**ASSIGNMENT**
Within the entries below, find each line containing the word "adapters" and copy it.

**LISTED ENTRIES**
-*-*-
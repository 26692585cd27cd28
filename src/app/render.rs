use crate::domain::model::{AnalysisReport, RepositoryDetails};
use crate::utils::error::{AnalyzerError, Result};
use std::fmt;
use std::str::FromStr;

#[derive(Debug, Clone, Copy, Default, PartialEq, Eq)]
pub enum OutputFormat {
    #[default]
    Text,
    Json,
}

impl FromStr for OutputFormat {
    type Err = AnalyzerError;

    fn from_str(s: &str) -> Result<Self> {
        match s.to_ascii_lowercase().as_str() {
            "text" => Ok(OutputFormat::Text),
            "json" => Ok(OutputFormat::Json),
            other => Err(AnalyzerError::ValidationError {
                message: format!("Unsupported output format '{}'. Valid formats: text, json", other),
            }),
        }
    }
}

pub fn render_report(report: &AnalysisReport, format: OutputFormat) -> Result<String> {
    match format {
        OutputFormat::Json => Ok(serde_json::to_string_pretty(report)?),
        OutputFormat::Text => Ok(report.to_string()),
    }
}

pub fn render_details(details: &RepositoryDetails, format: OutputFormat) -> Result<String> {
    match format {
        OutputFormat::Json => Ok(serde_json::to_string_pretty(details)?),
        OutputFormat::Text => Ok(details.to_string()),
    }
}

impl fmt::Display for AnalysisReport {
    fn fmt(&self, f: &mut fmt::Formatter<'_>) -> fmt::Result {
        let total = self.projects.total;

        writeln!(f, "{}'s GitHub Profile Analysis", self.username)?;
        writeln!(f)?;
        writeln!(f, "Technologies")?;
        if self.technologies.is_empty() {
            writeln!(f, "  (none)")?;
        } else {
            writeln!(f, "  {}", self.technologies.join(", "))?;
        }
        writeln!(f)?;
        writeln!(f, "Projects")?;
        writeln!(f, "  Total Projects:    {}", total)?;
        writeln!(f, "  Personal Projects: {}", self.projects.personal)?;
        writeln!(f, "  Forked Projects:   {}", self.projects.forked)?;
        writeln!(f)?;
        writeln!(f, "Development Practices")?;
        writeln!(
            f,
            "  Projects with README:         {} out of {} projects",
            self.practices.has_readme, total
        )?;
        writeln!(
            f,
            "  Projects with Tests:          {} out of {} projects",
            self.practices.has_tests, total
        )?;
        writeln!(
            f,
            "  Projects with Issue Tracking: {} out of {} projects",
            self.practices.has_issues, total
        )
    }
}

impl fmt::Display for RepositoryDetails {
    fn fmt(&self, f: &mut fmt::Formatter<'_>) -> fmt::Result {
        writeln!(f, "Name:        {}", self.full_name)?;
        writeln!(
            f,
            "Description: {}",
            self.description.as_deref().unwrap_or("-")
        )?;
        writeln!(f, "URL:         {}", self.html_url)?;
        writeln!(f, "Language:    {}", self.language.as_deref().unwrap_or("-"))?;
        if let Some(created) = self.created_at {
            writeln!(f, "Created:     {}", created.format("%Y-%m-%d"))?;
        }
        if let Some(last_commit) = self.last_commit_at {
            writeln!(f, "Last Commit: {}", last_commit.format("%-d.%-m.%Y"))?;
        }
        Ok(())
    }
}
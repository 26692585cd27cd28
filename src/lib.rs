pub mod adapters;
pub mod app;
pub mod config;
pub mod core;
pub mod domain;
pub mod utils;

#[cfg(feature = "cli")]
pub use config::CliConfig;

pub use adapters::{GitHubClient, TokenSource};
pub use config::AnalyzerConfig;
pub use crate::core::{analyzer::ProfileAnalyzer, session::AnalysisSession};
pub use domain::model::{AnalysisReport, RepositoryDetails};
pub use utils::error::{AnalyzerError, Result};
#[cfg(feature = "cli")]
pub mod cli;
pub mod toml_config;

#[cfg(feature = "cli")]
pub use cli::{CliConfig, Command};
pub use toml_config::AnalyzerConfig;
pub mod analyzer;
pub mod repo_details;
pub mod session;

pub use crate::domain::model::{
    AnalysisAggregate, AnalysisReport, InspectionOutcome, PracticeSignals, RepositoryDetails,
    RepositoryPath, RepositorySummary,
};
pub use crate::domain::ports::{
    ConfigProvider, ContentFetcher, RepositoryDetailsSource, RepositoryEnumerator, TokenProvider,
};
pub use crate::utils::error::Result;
-*-*-
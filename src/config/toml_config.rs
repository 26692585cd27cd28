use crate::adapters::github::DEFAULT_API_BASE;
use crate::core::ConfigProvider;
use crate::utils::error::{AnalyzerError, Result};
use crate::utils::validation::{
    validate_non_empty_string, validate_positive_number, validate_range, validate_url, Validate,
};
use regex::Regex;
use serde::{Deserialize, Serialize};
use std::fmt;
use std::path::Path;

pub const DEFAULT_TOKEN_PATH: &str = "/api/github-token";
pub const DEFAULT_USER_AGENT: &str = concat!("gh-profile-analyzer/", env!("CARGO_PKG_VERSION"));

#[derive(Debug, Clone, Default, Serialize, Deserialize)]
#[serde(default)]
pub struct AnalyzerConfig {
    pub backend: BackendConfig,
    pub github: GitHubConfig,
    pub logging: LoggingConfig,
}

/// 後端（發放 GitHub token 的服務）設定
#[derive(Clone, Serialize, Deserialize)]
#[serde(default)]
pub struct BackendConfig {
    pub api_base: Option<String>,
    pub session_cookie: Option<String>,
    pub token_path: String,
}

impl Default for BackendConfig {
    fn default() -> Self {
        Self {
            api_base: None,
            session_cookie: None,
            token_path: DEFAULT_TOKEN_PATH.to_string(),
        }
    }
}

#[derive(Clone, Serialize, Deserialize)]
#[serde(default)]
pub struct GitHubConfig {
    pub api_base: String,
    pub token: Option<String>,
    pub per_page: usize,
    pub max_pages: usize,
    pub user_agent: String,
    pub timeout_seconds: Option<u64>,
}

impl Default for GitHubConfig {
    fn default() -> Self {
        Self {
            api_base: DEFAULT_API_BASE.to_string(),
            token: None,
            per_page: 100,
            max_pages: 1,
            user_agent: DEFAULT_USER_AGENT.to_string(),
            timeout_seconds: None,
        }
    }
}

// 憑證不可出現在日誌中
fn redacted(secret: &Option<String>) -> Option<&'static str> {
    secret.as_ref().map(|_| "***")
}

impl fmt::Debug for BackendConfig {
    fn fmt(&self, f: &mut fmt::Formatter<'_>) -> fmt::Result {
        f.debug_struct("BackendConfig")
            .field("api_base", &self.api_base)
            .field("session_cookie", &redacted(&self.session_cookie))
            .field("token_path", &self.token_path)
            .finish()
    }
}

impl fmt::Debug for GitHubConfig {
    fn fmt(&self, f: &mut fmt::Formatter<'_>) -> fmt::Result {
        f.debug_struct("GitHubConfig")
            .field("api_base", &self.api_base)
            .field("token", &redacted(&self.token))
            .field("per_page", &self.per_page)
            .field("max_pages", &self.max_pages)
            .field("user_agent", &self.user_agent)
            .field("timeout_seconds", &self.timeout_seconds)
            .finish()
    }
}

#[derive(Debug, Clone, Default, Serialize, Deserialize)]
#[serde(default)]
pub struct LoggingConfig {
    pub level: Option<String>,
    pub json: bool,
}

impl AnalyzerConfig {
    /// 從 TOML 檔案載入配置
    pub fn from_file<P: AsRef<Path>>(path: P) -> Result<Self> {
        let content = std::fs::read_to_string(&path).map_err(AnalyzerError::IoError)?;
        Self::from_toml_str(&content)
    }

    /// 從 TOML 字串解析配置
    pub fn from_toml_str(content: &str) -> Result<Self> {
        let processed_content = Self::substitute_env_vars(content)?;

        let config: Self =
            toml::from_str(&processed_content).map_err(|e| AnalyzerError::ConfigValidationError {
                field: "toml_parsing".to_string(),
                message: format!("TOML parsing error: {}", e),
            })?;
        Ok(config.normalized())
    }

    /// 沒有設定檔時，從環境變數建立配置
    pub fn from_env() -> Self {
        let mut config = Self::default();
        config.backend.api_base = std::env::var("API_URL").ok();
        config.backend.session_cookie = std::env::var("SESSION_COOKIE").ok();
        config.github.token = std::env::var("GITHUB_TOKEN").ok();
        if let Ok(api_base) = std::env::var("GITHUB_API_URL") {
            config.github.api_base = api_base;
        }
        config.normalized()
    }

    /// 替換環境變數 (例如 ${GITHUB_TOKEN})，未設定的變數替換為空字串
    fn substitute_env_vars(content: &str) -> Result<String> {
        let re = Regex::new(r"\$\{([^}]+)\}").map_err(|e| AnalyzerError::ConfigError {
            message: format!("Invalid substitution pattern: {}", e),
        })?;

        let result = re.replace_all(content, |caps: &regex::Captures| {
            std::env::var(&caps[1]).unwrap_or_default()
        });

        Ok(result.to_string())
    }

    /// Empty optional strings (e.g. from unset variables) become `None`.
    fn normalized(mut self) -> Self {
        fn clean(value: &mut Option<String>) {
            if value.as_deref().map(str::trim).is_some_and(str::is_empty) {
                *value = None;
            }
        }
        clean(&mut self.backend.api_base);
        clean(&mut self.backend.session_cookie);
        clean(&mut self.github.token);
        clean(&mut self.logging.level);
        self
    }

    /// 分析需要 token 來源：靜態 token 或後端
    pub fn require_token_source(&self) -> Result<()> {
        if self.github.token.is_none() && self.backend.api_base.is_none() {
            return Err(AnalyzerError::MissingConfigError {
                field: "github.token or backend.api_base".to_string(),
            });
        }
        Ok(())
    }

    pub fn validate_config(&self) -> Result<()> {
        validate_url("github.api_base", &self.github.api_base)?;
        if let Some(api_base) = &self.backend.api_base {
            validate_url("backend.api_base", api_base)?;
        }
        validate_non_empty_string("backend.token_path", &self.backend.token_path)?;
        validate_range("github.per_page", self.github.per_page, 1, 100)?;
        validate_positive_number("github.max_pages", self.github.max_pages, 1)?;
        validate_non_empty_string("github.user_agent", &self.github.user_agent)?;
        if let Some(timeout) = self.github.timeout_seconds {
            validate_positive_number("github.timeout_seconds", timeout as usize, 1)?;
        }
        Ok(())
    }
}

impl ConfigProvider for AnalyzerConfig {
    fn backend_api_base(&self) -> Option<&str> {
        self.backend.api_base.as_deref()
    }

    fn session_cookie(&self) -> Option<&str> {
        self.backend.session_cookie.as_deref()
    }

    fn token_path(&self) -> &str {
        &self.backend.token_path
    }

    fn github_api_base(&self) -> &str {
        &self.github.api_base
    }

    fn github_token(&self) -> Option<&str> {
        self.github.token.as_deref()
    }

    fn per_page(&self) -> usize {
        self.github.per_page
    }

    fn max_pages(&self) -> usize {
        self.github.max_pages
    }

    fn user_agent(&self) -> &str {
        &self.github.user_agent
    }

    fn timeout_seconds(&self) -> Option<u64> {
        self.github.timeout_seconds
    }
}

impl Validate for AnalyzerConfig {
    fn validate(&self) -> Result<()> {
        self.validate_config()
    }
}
-*-*-
**ANSWER TO THE PROBLEM**
pub mod adapters;
pub use adapters::{GitHubClient, TokenSource};
use crate::adapters::github::DEFAULT_API_BASE;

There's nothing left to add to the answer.